Sufficient for predicting itself. There exists a linear transformations \(H_t( π^{1:N}_{t})\) and \(\bar H_t(f^{1:N}_t)\) such that \[\begin{align*} \bar b_t &= H_t(π^{1:N}_{t}) b_t, \\ b_{t+1} &= \bar H_t(f^{1:N}_{t}) \bar b_t. \end{align*}\]
Sufficient for performance evaluation. There exists functions \(\bar c_t \colon [ \ALPHABET S \to \ALPHABET A] \to \reals\) such that the expected per-step cost can be expressed as \[ \EXP[ c_t(S_t, A_t) \mid f^{1:N}_{1:t}, π^{1:N}_{1:t} ] = \bar c_t(b_t, π^{1:N}_t). \]
Therefore, we can obtain the following dynamic programming decomposition.
Initialize \(V_{T+1}(b) ≡ 0\).
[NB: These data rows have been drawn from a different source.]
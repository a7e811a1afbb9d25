//! Message rendering for offers, reminders and cancellation notices.
//!
//! Templates use `{{variable}}` placeholders. Variables with no value (unknown
//! names, or an issue without a description) are left in the output verbatim.

use regex::{Captures, Regex};
use std::collections::HashMap;
use std::sync::OnceLock;

use crate::domains::handymen::Handyman;
use crate::domains::issues::{Issue, Property};

pub const DEFAULT_DISPATCH_TEMPLATE: &str = "Hi {{handyman_name}}, new {{issue_priority}} job at \
{{property_name}} ({{property_address}}): {{issue_title}}. {{issue_description}} \
Reply 1 to accept or 2 to decline. Ref {{issue_id}}";

fn placeholder() -> &'static Regex {
    static PLACEHOLDER: OnceLock<Regex> = OnceLock::new();
    PLACEHOLDER.get_or_init(|| {
        Regex::new(r"\{\{\s*([A-Za-z_][A-Za-z0-9_]*)\s*\}\}").expect("placeholder pattern is valid")
    })
}

/// Substitute `{{name}}` placeholders from `vars`.
pub fn render(template: &str, vars: &HashMap<&str, String>) -> String {
    placeholder()
        .replace_all(template, |caps: &Captures| match vars.get(&caps[1]) {
            Some(value) => value.clone(),
            None => caps[0].to_string(),
        })
        .into_owned()
}

/// Variables available to the dispatch template.
pub fn dispatch_vars(handyman: &Handyman, property: &Property, issue: &Issue) -> HashMap<&'static str, String> {
    let mut vars = HashMap::from([
        ("handyman_name", handyman.name.clone()),
        ("property_name", property.name.clone()),
        ("property_address", property.full_address()),
        ("issue_title", issue.title.clone()),
        ("issue_priority", issue.priority.label().to_string()),
        ("issue_id", issue.id.to_string()),
    ]);
    if let Some(description) = issue.description.as_ref().filter(|d| !d.trim().is_empty()) {
        vars.insert("issue_description", description.clone());
    }
    vars
}

pub fn render_dispatch(template: &str, handyman: &Handyman, property: &Property, issue: &Issue) -> String {
    render(template, &dispatch_vars(handyman, property, issue))
}

pub fn follow_up_message(issue: &Issue, attempt: i32) -> String {
    format!(
        "Reminder {}: the job \"{}\" is still waiting for your answer. Reply 1 to accept or 2 to decline.",
        attempt, issue.title
    )
}

pub fn cancellation_message(issue: &Issue) -> String {
    format!(
        "The job \"{}\" has been canceled. No action is needed.",
        issue.title
    )
}

#[cfg(test)]
mod tests {
    use super::*;
    use crate::domains::issues::IssuePriority;

    fn fixtures() -> (Handyman, Property, Issue) {
        let handyman = Handyman::builder().name("Dana").phone("+15550000001").build();
        let property = Property::builder()
            .name("Elm Court")
            .address("4 Elm St")
            .city("Austin")
            .state("TX")
            .zip_code("78701")
            .build();
        let issue = Issue::builder()
            .property_id(property.id)
            .title("Leaking sink")
            .priority(IssuePriority::Urgent)
            .build();
        (handyman, property, issue)
    }

    #[test]
    fn substitutes_known_variables() {
        let (handyman, property, issue) = fixtures();
        let body = render_dispatch(
            "{{handyman_name}}: {{ issue_title }} at {{property_name}}, {{property_address}} [{{issue_priority}}]",
            &handyman,
            &property,
            &issue,
        );
        assert_eq!(
            body,
            "Dana: Leaking sink at Elm Court, 4 Elm St, Austin, TX 78701 [Urgent]"
        );
    }

    #[test]
    fn leaves_missing_variables_as_placeholders() {
        let (handyman, property, issue) = fixtures();
        let body = render_dispatch(
            "{{issue_title}} / {{issue_description}} / {{tenant_name}}",
            &handyman,
            &property,
            &issue,
        );
        assert_eq!(body, "Leaking sink / {{issue_description}} / {{tenant_name}}");
    }

    #[test]
    fn default_template_mentions_reply_keywords_and_id() {
        let (handyman, property, issue) = fixtures();
        let body = render_dispatch(DEFAULT_DISPATCH_TEMPLATE, &handyman, &property, &issue);
        assert!(body.contains("Reply 1 to accept or 2 to decline"));
        assert!(body.contains(&issue.id.to_string()));
    }
}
Then, for all \(t \in \{T, \dots, 1\}\), recursively define: \[\begin{align*} Q_t(b, π^{1:N}) &= \bar c_t(b, f^{1:N}, π^{1:N}) + \bar V_{t}( H_t(π^{1:N}) b ) \\ \bar Q_t(\bar b, f^{1:N}) &= V_{t+1}(\bar H_t(f^{1:N}) \bar b), \\ \end{align*}\] and \[\begin{align*} V_t(b) &= \min_{π^{1:N}} Q_t(b, π^{1:N}), \\ \bar V_t(\bar b) &= \min_{f^{1:N}} \bar Q_t(\bar b, f^{1:N}). \end{align*}\]
Let \(ψ_t(b)\) and \(\bar ψ_t(\bar b)\) denote the arg min of \(Q_t(b, π^{1:N})\) and \(\bar Q_t(\bar b, f^{1:N})\). Then, the meta-strategy \((ψ_1,\bar ψ_1, ψ_2, \bar ψ_2, \dots, ψ_T)\) is optimal.
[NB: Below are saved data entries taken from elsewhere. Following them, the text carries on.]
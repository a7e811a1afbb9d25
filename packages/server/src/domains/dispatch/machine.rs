//! Pure lifecycle rules for a dispatch assignment.
//!
//! ```text
//!            ┌─► accepted   (reply "1" / "accept")
//!            ├─► declined   (reply "2" / "decline")
//! pending ───┼─► canceled   (operator)
//!            └─► escalated  (sweep, retry budget exhausted)
//! ```
//!
//! Nothing here touches storage; the orchestrator applies the decisions with
//! compare-and-swap writes so racing triggers resolve to a single winner.

use chrono::{DateTime, Utc};

use super::models::{DispatchAssignment, DispatchSettings, DispatchStatus};

/// Something that moves an assignment out of `pending`.
#[derive(Debug, Clone, Copy, PartialEq, Eq)]
pub enum DispatchTrigger {
    Accept,
    Decline,
    Cancel,
    Escalate,
}

impl DispatchTrigger {
    pub fn target(&self) -> DispatchStatus {
        match self {
            Self::Accept => DispatchStatus::Accepted,
            Self::Decline => DispatchStatus::Declined,
            Self::Cancel => DispatchStatus::Canceled,
            Self::Escalate => DispatchStatus::Escalated,
        }
    }

    /// Only a handyman's own reply counts as a response.
    pub fn stamps_response(&self) -> bool {
        matches!(self, Self::Accept | Self::Decline)
    }

    /// Interpret the first word of an inbound reply.
    pub fn from_reply(body: &str) -> Option<Self> {
        let word = body
            .split_whitespace()
            .next()?
            .trim_matches(|c: char| !c.is_alphanumeric())
            .to_lowercase();

        match word.as_str() {
            "1" | "accept" | "accepted" | "yes" | "y" => Some(Self::Accept),
            "2" | "decline" | "declined" | "no" | "n" => Some(Self::Decline),
            _ => None,
        }
    }
}

/// Resolve a trigger against the current status.
///
/// `Err` carries the status that blocked the move; every non-pending status is terminal.
pub fn apply(current: DispatchStatus, trigger: DispatchTrigger) -> Result<DispatchStatus, DispatchStatus> {
    match current {
        DispatchStatus::Pending => Ok(trigger.target()),
        terminal => Err(terminal),
    }
}

/// What the escalation sweep should do with one assignment.
#[derive(Debug, Clone, Copy, PartialEq, Eq)]
pub enum SweepAction {
    Wait,
    /// Send reminder number `attempt` (1-based) after claiming slot `attempt - 1`.
    FollowUp { attempt: i32 },
    Escalate,
}

/// Follow-up `n` is due at `dispatch_time + timeout * n`; escalation is due one
/// interval after the last allowed follow-up.
pub fn next_sweep_action(
    assignment: &DispatchAssignment,
    settings: &DispatchSettings,
    now: DateTime<Utc>,
) -> SweepAction {
    if assignment.status.is_terminal() || !settings.auto_escalate {
        return SweepAction::Wait;
    }

    let sent = assignment.follow_up_count.max(0);
    // A due time past chrono's range is never reached
    let Some(due_at) = settings
        .response_timeout()
        .checked_mul(sent.saturating_add(1))
        .and_then(|wait| assignment.dispatch_time.checked_add_signed(wait))
    else {
        return SweepAction::Wait;
    };
    if now < due_at {
        return SweepAction::Wait;
    }

    if sent < settings.max_retries {
        SweepAction::FollowUp { attempt: sent + 1 }
    } else {
        SweepAction::Escalate
    }
}

#[cfg(test)]
mod tests {
    use super::*;
    use crate::common::{HandymanId, IssueId};
    use chrono::Duration;

    const ALL_TRIGGERS: [DispatchTrigger; 4] = [
        DispatchTrigger::Accept,
        DispatchTrigger::Decline,
        DispatchTrigger::Cancel,
        DispatchTrigger::Escalate,
    ];

    #[test]
    fn pending_moves_to_each_trigger_target() {
        for trigger in ALL_TRIGGERS {
            assert_eq!(apply(DispatchStatus::Pending, trigger), Ok(trigger.target()));
        }
    }

    #[test]
    fn terminal_states_never_move() {
        for from in [
            DispatchStatus::Accepted,
            DispatchStatus::Declined,
            DispatchStatus::Canceled,
            DispatchStatus::Escalated,
        ] {
            for trigger in ALL_TRIGGERS {
                assert_eq!(apply(from, trigger), Err(from));
            }
        }
    }

    #[test]
    fn reply_keywords() {
        assert_eq!(DispatchTrigger::from_reply("1"), Some(DispatchTrigger::Accept));
        assert_eq!(DispatchTrigger::from_reply("  Accept!"), Some(DispatchTrigger::Accept));
        assert_eq!(DispatchTrigger::from_reply("YES I'll go"), Some(DispatchTrigger::Accept));
        assert_eq!(DispatchTrigger::from_reply("2"), Some(DispatchTrigger::Decline));
        assert_eq!(DispatchTrigger::from_reply("decline"), Some(DispatchTrigger::Decline));
        assert_eq!(DispatchTrigger::from_reply("No."), Some(DispatchTrigger::Decline));
        assert_eq!(DispatchTrigger::from_reply(""), None);
        assert_eq!(DispatchTrigger::from_reply("maybe later"), None);
        assert_eq!(DispatchTrigger::from_reply("12"), None);
    }

    #[test]
    fn only_replies_stamp_response_time() {
        assert!(DispatchTrigger::Accept.stamps_response());
        assert!(DispatchTrigger::Decline.stamps_response());
        assert!(!DispatchTrigger::Cancel.stamps_response());
        assert!(!DispatchTrigger::Escalate.stamps_response());
    }

    fn settings(max_retries: i32, auto_escalate: bool) -> DispatchSettings {
        DispatchSettings {
            max_retries,
            auto_escalate,
            ..DispatchSettings::default()
        }
    }

    #[test]
    fn sweep_schedule_with_single_retry() {
        let start = Utc::now();
        let settings = settings(1, true);
        let mut assignment = DispatchAssignment::pending(IssueId::new(), HandymanId::new(), start);

        assert_eq!(
            next_sweep_action(&assignment, &settings, start + Duration::minutes(29)),
            SweepAction::Wait
        );
        assert_eq!(
            next_sweep_action(&assignment, &settings, start + Duration::minutes(30)),
            SweepAction::FollowUp { attempt: 1 }
        );

        assignment.follow_up_count = 1;
        assert_eq!(
            next_sweep_action(&assignment, &settings, start + Duration::minutes(45)),
            SweepAction::Wait
        );
        assert_eq!(
            next_sweep_action(&assignment, &settings, start + Duration::minutes(60)),
            SweepAction::Escalate
        );
    }

    #[test]
    fn sweep_waits_when_auto_escalate_disabled() {
        let start = Utc::now();
        let assignment = DispatchAssignment::pending(IssueId::new(), HandymanId::new(), start);
        assert_eq!(
            next_sweep_action(&assignment, &settings(3, false), start + Duration::days(2)),
            SweepAction::Wait
        );
    }

    #[test]
    fn sweep_ignores_resolved_assignments() {
        let start = Utc::now();
        let mut assignment = DispatchAssignment::pending(IssueId::new(), HandymanId::new(), start);
        assignment.status = DispatchStatus::Accepted;
        assert_eq!(
            next_sweep_action(&assignment, &settings(3, true), start + Duration::days(2)),
            SweepAction::Wait
        );
    }

    #[test]
    fn sweep_never_overflows_on_extreme_values() {
        let start = Utc::now();
        let settings = DispatchSettings {
            response_timeout_minutes: i64::MAX,
            ..settings(1, true)
        };
        let mut assignment = DispatchAssignment::pending(IssueId::new(), HandymanId::new(), start);
        assignment.follow_up_count = i32::MAX;

        assert_eq!(
            next_sweep_action(&assignment, &settings, start + Duration::days(365)),
            SweepAction::Wait
        );
    }
}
Instead of optimizing the dynamic program over all policies \(f^{1:N}\) and \(π^{1:N}\) at once, we can optimize them one by one. In particular, define an intermediate beliefs \[\begin{align*} b^1_t &= \PR(S_t, Z^1_t, \dots Z^N_t, A^1_t \mid f^{1:N}_{1:t}, π^{1}_{1:t}, π^{2:N}_{1:t-1}), \\ b^2_t &= \PR(S_t, Z^1_t, \dots Z^N_t, A^{1:2}_t \mid f^{1:N}_{1:t}, π^{1:2}_{1:t}, π^{3:N}_{1:t-1}), \\ \cdots &= \cdots \\ b^N_t &= \PR(S_t, Z^1_t, \dots Z^N_t, A^{1:N}_t \mid f^{1:N}_{1:t}, π^{1:N}_{1:t}), \end{align*}\] and \[\begin{align*} \bar b^1_t &= \PR(S_{t+1}, Z^1_{t+1}, Z^{2:N}_t \mid f^{1}_{1:t+1}, f^{2:N}_{1:t}, π^{1:N}_{1:t}), \\ \bar b^2_t &= \PR(S_{t+1}, Z^{1:2}_{t+1}, Z^{3:N}_t \mid f^{1:2}_{1:t+1}, f^{3:N}_{1:t}, π^{1:N}_{1:t}), \\ \cdots &= \cdots \\ \bar b^N_t &= \PR(S_{t+1}, Z^{1:N}_{t+1} \mid f^{1:N}_{1:t+1} π^{1:N}_{1:t}). \end{align*}\]
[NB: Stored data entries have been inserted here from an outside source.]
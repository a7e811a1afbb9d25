//! Dispatch domain: offering issues to handymen over WhatsApp and tracking
//! each offer until it is accepted, declined, canceled or escalated.

pub mod events;
pub mod machine;
pub mod metrics;
pub mod models;
pub mod orchestrator;
pub mod template;
pub mod webhook;

pub use events::DispatchEvent;
pub use machine::{DispatchTrigger, SweepAction};
pub use metrics::{compute_metrics, HandymanMetrics};
pub use models::{DispatchAssignment, DispatchSettings, DispatchStatus};
pub use orchestrator::{DispatchOrchestrator, DispatchOutcome, SweepReport};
Then, we can show that these beliefs update as: \[ b_t \xrightarrow{H^1_t(π^1_t)} b^1_t \xrightarrow{H^2_t(π^2_t)} \cdots \xrightarrow{H^N_t(π^N_t)} b^N_t \rightarrow \bar b_t \xrightarrow{\bar H^1_t(f^1_{t+1})} \bar b^1_t \xrightarrow{\bar H^2_t(f^2_{t+1})} \cdots \bar b^N_t = b_{t+1}. \] We can then decompose the DP over time in a similar manner and just optimize over only one of \(π^n_t\) or \(f^n_t\) at each step.
Notes
The presentation here is borrowed from Mahajan (2008). The general idea first appeared in Witsenhausen (1973), where it was called the standard form. The model in Witsenhausen (1973) was fairly general. It was specialized to POMDPs with finite memory in Sandell (1974). Witsenhausen’s standard form was rediscovered in Dibangoye et al. (2016), where it was called occupation MDP.